I promised I would be safe…if I felt like it. I said it with a laugh in my voice and Bill got the joke. He always got me. We had only been married six months, so I thought it might change down the road, but for those first six months we had been thoughtful and gotten on like we had before marriage. Most men reveal themselves to be assholes eventually, but not Bill. He had been unlike any man I had ever known and he continued to prove that he was an outlier the more I got to know him.

I hung up the phone and got up from the bed and finished blow drying my hair while I looked in the mirror. I had five pounds around my stomach that I couldn’t lose. My breasts were starting to sag a bit, but men still liked them. I could say that I liked my hair. I was going to wear it big that night and down at my sides like a mane. I know lionesses don’t have manes, but you know what I mean. I was going to wear it with pride.

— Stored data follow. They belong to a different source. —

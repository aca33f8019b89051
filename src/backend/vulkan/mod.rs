// Vulkan backend - ash + gpu-allocator implementation of `Gpu`
//
// Design: thin layer over ash, one module per concern
// - device:      instance, surface, physical/logical device, allocator
// - swapchain:   surface sets, acquire/present outcomes
// - commands:    per-image render buffers, per-slot transfer rings, submission
// - sync:        binary (one-shot) and timeline (counting) semaphores
// - buffer:      gpu-allocator backed buffers, images, samplers
// - pipeline:    MSAA render pass and framebuffers
// - descriptors: regular and bindless descriptor pools

pub mod buffer;
pub mod commands;
pub mod descriptors;
pub mod device;
pub mod pipeline;
pub mod platform;
pub mod swapchain;
pub mod sync;

pub use buffer::{VulkanBuffer, VulkanImage};
pub use device::VulkanDevice;
pub use swapchain::SurfaceSet;

use anyhow::{anyhow, Context, Result};
use ash::extensions::khr;
use ash::vk;
use glam::UVec2;
use raw_window_handle::{HasDisplayHandle, HasWindowHandle};
use std::sync::Arc;

use self::commands::CommandRecorder;
use self::descriptors::DescriptorPools;
use self::swapchain::SurfaceSetDesc;
use super::{
    AcquireOutcome, AttachmentKind, BufferUsage, Gpu, PresentOutcome, SemaphoreSignal, SemaphoreWait,
    SurfaceCapabilities, SurfaceInfo,
};
use crate::material::DrawCall;
use crate::upload::{BufferCopy, SamplerConfig, TextureDesc, TransferOp};

/// Startup options of the Vulkan backend
#[derive(Debug, Clone, PartialEq)]
pub struct VulkanSettings {
    pub app_name: String,
    pub enable_validation: bool,
    /// Requested MSAA sample count, lowered to what the GPU supports
    pub msaa_samples: u32,
    pub clear_color: [f32; 4],
}

impl Default for VulkanSettings {
    fn default() -> Self {
        Self {
            app_name: "Frame Pipeline".to_string(),
            enable_validation: cfg!(debug_assertions),
            msaa_samples: 4,
            clear_color: [0.1, 0.1, 0.15, 1.0],
        }
    }
}

/// A pipeline built outside this crate. Releasing it destroys the pipeline
/// only; the layout belongs to whoever built it.
#[derive(Debug, Clone, Copy, PartialEq, Eq)]
pub struct VulkanPipeline {
    pub pipeline: vk::Pipeline,
    pub layout: vk::PipelineLayout,
}

pub struct VulkanGpu {
    device: Arc<VulkanDevice>,
    swapchain_loader: khr::Swapchain,
    surface_format: vk::SurfaceFormatKHR,
    samples: vk::SampleCountFlags,
    render_pass: vk::RenderPass,
    commands: CommandRecorder,
    descriptors: DescriptorPools,
    clear_color: [f32; 4],
}

impl VulkanGpu {
    /// Bring up the device and everything that outlives surface sets
    pub fn new<W>(settings: &VulkanSettings, window: &W) -> Result<Self>
    where
        W: HasDisplayHandle + HasWindowHandle,
    {
        let display = window
            .display_handle()
            .map_err(|e| anyhow!("Window has no display handle: {e}"))?
            .as_raw();
        let window = window
            .window_handle()
            .map_err(|e| anyhow!("Window has no window handle: {e}"))?
            .as_raw();

        let device =
            VulkanDevice::new(&settings.app_name, settings.enable_validation, display, window)?;
        let swapchain_loader = khr::Swapchain::new(&device.instance, &device.device);

        let surface_format = swapchain::choose_surface_format(&device)?;
        let samples = pipeline::choose_sample_count(&device, settings.msaa_samples)?;
        log::info!("MSAA: {:?}", samples);

        let render_pass = pipeline::create_render_pass(&device, surface_format.format, samples)?;
        let commands = CommandRecorder::new(&device)?;
        let descriptors = DescriptorPools::new(&device)?;

        Ok(Self {
            device,
            swapchain_loader,
            surface_format,
            samples,
            render_pass,
            commands,
            descriptors,
            clear_color: settings.clear_color,
        })
    }

    pub fn device(&self) -> &Arc<VulkanDevice> {
        &self.device
    }

    /// Pipelines drawn in the frame must be built against this pass
    pub fn render_pass(&self) -> vk::RenderPass {
        self.render_pass
    }

    pub fn sample_count(&self) -> vk::SampleCountFlags {
        self.samples
    }

    pub fn set_clear_color(&mut self, clear_color: [f32; 4]) {
        self.clear_color = clear_color;
    }

    /// Allocate a descriptor set from the regular or the bindless pool
    pub fn allocate_descriptor_set(
        &mut self,
        layout: vk::DescriptorSetLayout,
        bindless: bool,
    ) -> Result<vk::DescriptorSet> {
        self.descriptors.allocate(&self.device, layout, bindless)
    }
}

impl Drop for VulkanGpu {
    fn drop(&mut self) {
        let _ = self.device.wait_idle();
        self.commands.destroy(&self.device);
        self.descriptors.destroy(&self.device);
        unsafe { self.device.device.destroy_render_pass(self.render_pass, None) };
    }
}

impl Gpu for VulkanGpu {
    type Semaphore = vk::Semaphore;
    type CommandList = vk::CommandBuffer;
    type Image = VulkanImage;
    type ImageView = vk::ImageView;
    type Sampler = vk::Sampler;
    type Buffer = VulkanBuffer;
    type Pipeline = VulkanPipeline;
    type DescriptorSetLayout = vk::DescriptorSetLayout;
    type DescriptorSet = vk::DescriptorSet;
    type SurfaceSet = SurfaceSet;

    // ─────────────────────────────────────────────────────────────────────────
    // SYNCHRONIZATION
    // ─────────────────────────────────────────────────────────────────────────
    fn create_one_shot(&mut self, name: &str) -> Result<vk::Semaphore> {
        sync::create_binary_semaphore(&self.device, name)
    }

    fn create_counting(&mut self, name: &str) -> Result<vk::Semaphore> {
        sync::create_timeline_semaphore(&self.device, name)
    }

    fn destroy_semaphore(&mut self, semaphore: vk::Semaphore) {
        unsafe { self.device.device.destroy_semaphore(semaphore, None) };
    }

    fn wait_for_values(&mut self, waits: &[(vk::Semaphore, u64)]) -> Result<()> {
        sync::wait_for_values(&self.device, waits)
    }

    fn wait_idle(&mut self) -> Result<()> {
        self.device.wait_idle()
    }

    // ─────────────────────────────────────────────────────────────────────────
    // SURFACE
    // ─────────────────────────────────────────────────────────────────────────
    fn surface_capabilities(&mut self) -> Result<SurfaceCapabilities> {
        swapchain::query_capabilities(&self.device)
    }

    fn create_attachment(&mut self, kind: AttachmentKind, extent: UVec2) -> Result<(VulkanImage, vk::ImageView)> {
        let (format, usage, aspect, name) = match kind {
            AttachmentKind::Color => (
                self.surface_format.format,
                vk::ImageUsageFlags::COLOR_ATTACHMENT,
                vk::ImageAspectFlags::COLOR,
                "color attachment",
            ),
            AttachmentKind::Depth => (
                pipeline::DEPTH_FORMAT,
                vk::ImageUsageFlags::DEPTH_STENCIL_ATTACHMENT,
                vk::ImageAspectFlags::DEPTH,
                "depth attachment",
            ),
        };
        let extent = vk::Extent2D {
            width: extent.x,
            height: extent.y,
        };

        let image = buffer::create_attachment_image(&self.device, format, usage, self.samples, extent, name)?;
        match buffer::create_image_view(&self.device, image.image, format, aspect, 1) {
            Ok(view) => Ok((image, view)),
            Err(e) => {
                buffer::destroy_image(&self.device, image);
                Err(e)
            }
        }
    }

    fn create_surface_set(
        &mut self,
        info: &SurfaceInfo,
        color: &[vk::ImageView],
        depth: &[vk::ImageView],
        previous: Option<&SurfaceSet>,
    ) -> Result<SurfaceSet> {
        let desc = SurfaceSetDesc {
            format: self.surface_format,
            render_pass: self.render_pass,
            color,
            depth,
            previous,
        };
        let set = swapchain::create_surface_set(&self.device, &self.swapchain_loader, info, &desc)?;
        if let Err(e) = self.commands.ensure_render_buffers(&self.device, set.images.len()) {
            swapchain::destroy_surface_set(&self.device, &self.swapchain_loader, set);
            return Err(e);
        }
        Ok(set)
    }

    fn acquire_next_image(&mut self, set: &SurfaceSet, signal: vk::Semaphore) -> Result<AcquireOutcome> {
        swapchain::acquire_next_image(&self.swapchain_loader, set, signal)
    }

    fn present(&mut self, set: &SurfaceSet, image_index: u32, wait: vk::Semaphore) -> Result<PresentOutcome> {
        swapchain::present(
            &self.swapchain_loader,
            self.device.graphics_queue,
            set,
            image_index,
            wait,
        )
    }

    // ─────────────────────────────────────────────────────────────────────────
    // COMMANDS
    // ─────────────────────────────────────────────────────────────────────────
    fn reset_commands(&mut self, image_index: u32, slot: usize) -> Result<()> {
        self.commands.reset(&self.device, image_index, slot)
    }

    fn begin_render(&mut self, set: &SurfaceSet, image_index: u32) -> Result<vk::CommandBuffer> {
        let framebuffer = *set
            .framebuffers
            .get(image_index as usize)
            .with_context(|| format!("No framebuffer for image {image_index}"))?;
        self.commands.begin_render(
            &self.device,
            self.render_pass,
            framebuffer,
            set.extent,
            image_index,
            self.clear_color,
        )
    }

    fn end_render(&mut self, commands: vk::CommandBuffer) -> Result<()> {
        self.commands.end_render(&self.device, commands)
    }

    fn record_draw(&self, commands: vk::CommandBuffer, draw: &DrawCall<'_, Self>) -> Result<()> {
        CommandRecorder::record_draw(&self.device, commands, draw);
        Ok(())
    }

    fn record_image_upload(
        &mut self,
        slot: usize,
        staging: &VulkanBuffer,
        image: &VulkanImage,
        ops: &[TransferOp],
    ) -> Result<vk::CommandBuffer> {
        self.commands
            .record_image_upload(&self.device, slot, staging, image, ops)
    }

    fn record_buffer_upload(
        &mut self,
        slot: usize,
        staging: &VulkanBuffer,
        destination: &VulkanBuffer,
        copy: BufferCopy,
    ) -> Result<vk::CommandBuffer> {
        self.commands
            .record_buffer_upload(&self.device, slot, staging, destination, copy)
    }

    fn submit_transfer(&mut self, commands: &[vk::CommandBuffer], signal: SemaphoreSignal<vk::Semaphore>) -> Result<()> {
        self.commands.submit_transfer(&self.device, commands, signal)
    }

    fn submit_render(
        &mut self,
        commands: vk::CommandBuffer,
        waits: &[SemaphoreWait<vk::Semaphore>],
        signals: &[SemaphoreSignal<vk::Semaphore>],
    ) -> Result<()> {
        self.commands.submit_render(&self.device, commands, waits, signals)
    }

    // ─────────────────────────────────────────────────────────────────────────
    // RESOURCES
    // ─────────────────────────────────────────────────────────────────────────
    fn create_buffer(&mut self, usage: BufferUsage, size: u64, name: &str) -> Result<VulkanBuffer> {
        buffer::create_buffer(&self.device, usage, size, name)
    }

    fn write_buffer(&mut self, buffer: &VulkanBuffer, offset: u64, data: &[u8]) -> Result<()> {
        buffer::write_buffer(buffer, offset, data)
    }

    fn create_texture_image(&mut self, desc: &TextureDesc) -> Result<VulkanImage> {
        let extent = vk::Extent2D {
            width: desc.width,
            height: desc.height,
        };
        buffer::create_texture_image(
            &self.device,
            buffer::texture_format(desc.format),
            extent,
            desc.mip_levels,
        )
    }

    fn create_texture_view(&mut self, image: &VulkanImage, desc: &TextureDesc) -> Result<vk::ImageView> {
        buffer::create_image_view(
            &self.device,
            image.image,
            buffer::texture_format(desc.format),
            vk::ImageAspectFlags::COLOR,
            desc.mip_levels,
        )
    }

    fn create_sampler(&mut self, config: &SamplerConfig, mip_levels: u32) -> Result<vk::Sampler> {
        buffer::create_sampler(&self.device, config, mip_levels)
    }

    // ─────────────────────────────────────────────────────────────────────────
    // RELEASE
    // ─────────────────────────────────────────────────────────────────────────
    fn release_surface_set(&mut self, set: SurfaceSet) {
        swapchain::destroy_surface_set(&self.device, &self.swapchain_loader, set);
    }

    fn release_sampler(&mut self, sampler: vk::Sampler) {
        unsafe { self.device.device.destroy_sampler(sampler, None) };
    }

    fn release_image_view(&mut self, view: vk::ImageView) {
        unsafe { self.device.device.destroy_image_view(view, None) };
    }

    fn release_image(&mut self, image: VulkanImage) {
        buffer::destroy_image(&self.device, image);
    }

    fn release_buffer(&mut self, buffer: VulkanBuffer) {
        buffer::destroy_buffer(&self.device, buffer);
    }

    fn release_pipeline(&mut self, pipeline: VulkanPipeline) {
        unsafe { self.device.device.destroy_pipeline(pipeline.pipeline, None) };
    }

    fn release_descriptor_set(&mut self, set: vk::DescriptorSet) {
        self.descriptors.free(&self.device, set);
    }

    fn release_descriptor_set_layout(&mut self, layout: vk::DescriptorSetLayout) {
        unsafe { self.device.device.destroy_descriptor_set_layout(layout, None) };
    }
}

I wanted to like my face, but it was difficult. I have a big, Italian nose that is ever-so crooked and it exaggerates my droopy eyes. In school my teachers thought I was stoned because my schnozz pulled my whole face forward. And then there was my smile. It was yellowing from cigarettes and insincere from life. I had a professional smile, but it was bad enough that my manager suggested I take another tack. That’s how come I was allowed to wait tables in the bar. Bar folk don’t care if you don’t smile so much or if you’re tough with them. It kind of turns them on.

Everything was starting to droop a little bit, but that’s thirty-four. I was more worried when I was twenty-four and gravity was a distant notion. I would spend an hour primping in the mirror so an asshole with beer goggles would buy me a vodka Red Bull. I hated myself so much then, put myself through so much.

Fifteen years ago my getaways to casinos were always to Vegas. Well we went to Vegas but not to the casinos. My girls and I would all buy cocktail dresses and then drive out to Vegas on the 15 freeway. We would stay in one big hotel room that we got on discount because we went to the same hotel, The Flamingo, every time. We would do each other’s hair. Then we would go out with our asses tightly wrapped in thin fabric and our breasts pushing out the top of our dresses. Nobody carded us at the club or made us wait in line. We went straight to the dance floor and got all the attention we craved, usually from some Arab guy with a limousine and money to burn. We would take his free drinks and let him cop a few feels and move on. At some point in the night we would find our guys. They had dog tags, wore polo shirts and drank like fish. They had tattoos on their biceps and left pectorals. They woke up from a night of drinking and went straight to the gym. They took us back to their hotel rooms and had their way with us. And we loved it. For a while.

My phone rang while I was sliding into my jeans. I still looked good in jeans. I was sure of that.

-Are you ready yet or what?

This was Ronnie’s trip and I was holding up the show.

-I just gotta put my top on, you wanna come to my room?

-Un-uh. I’m going down. I’m thirsty. I’m goonnna have a drink at the bar.

I could hear that she had already had a drink in her room. Probably a double.

-Alright. I’ll see you in ten.

I hung up and went for my suitcase. I didn’t do cocktail dresses anymore. You get older and you realize that you don’t need all the affectations. I pulled my beaded top out of my luggage and held it in front of me. The top tied in the front and showed the proper amount of cleavage. I looked good when I wore it. It was perfect.

Ronnie was downstairs sipping a Long Island iced tea. She was trying to look like she was drinking it slowly, but I saw her drink half of it in two sips before she spotted me approaching the bar.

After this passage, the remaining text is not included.